But Kenelm noted none of these details—he went up to her hurriedly, as though she had been living, and knelt down by her side. He was strong and proud, undemonstrative as are most English gentlemen, but all this deserted him now. He laid his head down on the folded hands and wept aloud.
“My darling! my lost, dear love, so young to die! If I could but have given my life for you!” His hot tears fell on the marble breast. Sir Ronald stood with folded arms, watching him, thinking to himself:
“He loved her best of all—he loved her best!”
For some minutes the deep silence was unbroken save by the deep-drawn, bitter sobs of the unhappy man kneeling there. When the violence of his weeping was exhausted he rose and bent over her.
“She is beautiful in death as she was in life,” he said. “Oh, Clarice, my darling! If I were but lying there in your place. Do you know, Ronald, how and where I saw her last?”
The haggard, silent face was raised in its despairing quiet to him.

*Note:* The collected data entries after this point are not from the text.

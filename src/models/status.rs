use serde::Serialize;
use std::fmt;

/// Fulfilment state of an inventory listing, derived from its tags.
#[derive(Debug, Clone, Copy, PartialEq, Eq, PartialOrd, Ord, Hash, Serialize)]
pub enum InventoryStatus {
    Concern,
    InHand,
    TnDelivered,
    EnRoute,
    GoodTickets,
}

impl InventoryStatus {
    pub const ALL: [InventoryStatus; 5] = [
        InventoryStatus::Concern,
        InventoryStatus::InHand,
        InventoryStatus::TnDelivered,
        InventoryStatus::EnRoute,
        InventoryStatus::GoodTickets,
    ];

    pub fn label(&self) -> &'static str {
        match self {
            InventoryStatus::Concern => "Concern",
            InventoryStatus::InHand => "In Hand",
            InventoryStatus::TnDelivered => "TN Delivered",
            InventoryStatus::EnRoute => "En Route",
            InventoryStatus::GoodTickets => "Good Tickets",
        }
    }
}

impl fmt::Display for InventoryStatus {
    fn fmt(&self, f: &mut fmt::Formatter<'_>) -> fmt::Result {
        f.write_str(self.label())
    }
}

/// State of a sold line item.
#[derive(Debug, Clone, Copy, PartialEq, Eq, PartialOrd, Ord, Hash, Serialize)]
pub enum SaleStatus {
    Concern,
    Unfilled,
    FilledPendingShipment,
}

impl SaleStatus {
    pub const ALL: [SaleStatus; 3] = [
        SaleStatus::Concern,
        SaleStatus::Unfilled,
        SaleStatus::FilledPendingShipment,
    ];

    pub fn label(&self) -> &'static str {
        match self {
            SaleStatus::Concern => "Concern",
            SaleStatus::Unfilled => "Unfilled",
            SaleStatus::FilledPendingShipment => "Filled - Pending Shipment",
        }
    }
}

impl fmt::Display for SaleStatus {
    fn fmt(&self, f: &mut fmt::Formatter<'_>) -> fmt::Result {
        f.write_str(self.label())
    }
}
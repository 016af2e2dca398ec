pub mod checklist;
pub mod config;
pub mod db;
pub mod events;
pub mod export;
pub mod init;
pub mod listing;
pub mod log;
pub mod overrides;
pub mod reconcile;
pub mod sections;
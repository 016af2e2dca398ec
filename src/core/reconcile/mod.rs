//! Inventory/sales reconciliation.
//!
//! Pure functions over in-memory snapshots: section categorization, tag based
//! status classification, aggregation into buckets and the supply/demand
//! differential. Nothing here touches the store or the network.

pub mod aggregate;
pub mod categorize;
pub mod differential;
pub mod report;
pub mod status;

pub use aggregate::{
    InventoryAggregate, ListingIndex, SalesAggregate, UncategorizedSection, aggregate_inventory,
    aggregate_sales, aggregate_sales_with_listings, resolve_category,
};
pub use categorize::{categorize, categorize_with_rule};
pub use differential::{Differential, differential, unfilled_sales_counts};
pub use report::{Dashboard, EventReconciliation, Reconciliation, reconcile};
pub use status::{
    classify_inventory_status, classify_sale_status, is_concern, is_presale, normalize_tag,
};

“It was three weeks before her wedding day, and I was mad with wounded love and sorrow. I went over to Mount Severn—not to talk to her, Ronald, not to try to induce her to break her faith—only to look at her and bear away with me the memory of her sweet face forever and forever. It is only two years last June. I walked through the grounds, and she was sitting in the center of a group of young girls, her bridesmaids who were to be, her fair hair catching the sunbeams, her lovely face brighter than the morning, the love-light in her eyes; and she was talking of you, Ronald, every word full of music, yet every word pierced my heart with hot pain. I did not go to speak to her, but I stood for an hour watching her face, impressing its glorious young beauty on my mind. I said to myself that I bade her farewell, and the thought came to my mind, ‘How will she look when I see her again?’”
Then he seemed to forget Sir Ronald was present, and he bent again over the beautiful face.
“If you could only look at me once, only unclose those white lips and speak to me, who loves you as I do, my lost darling.”
He took one of the roses from the folded hands and kissed it passionately as he had kissed her lips.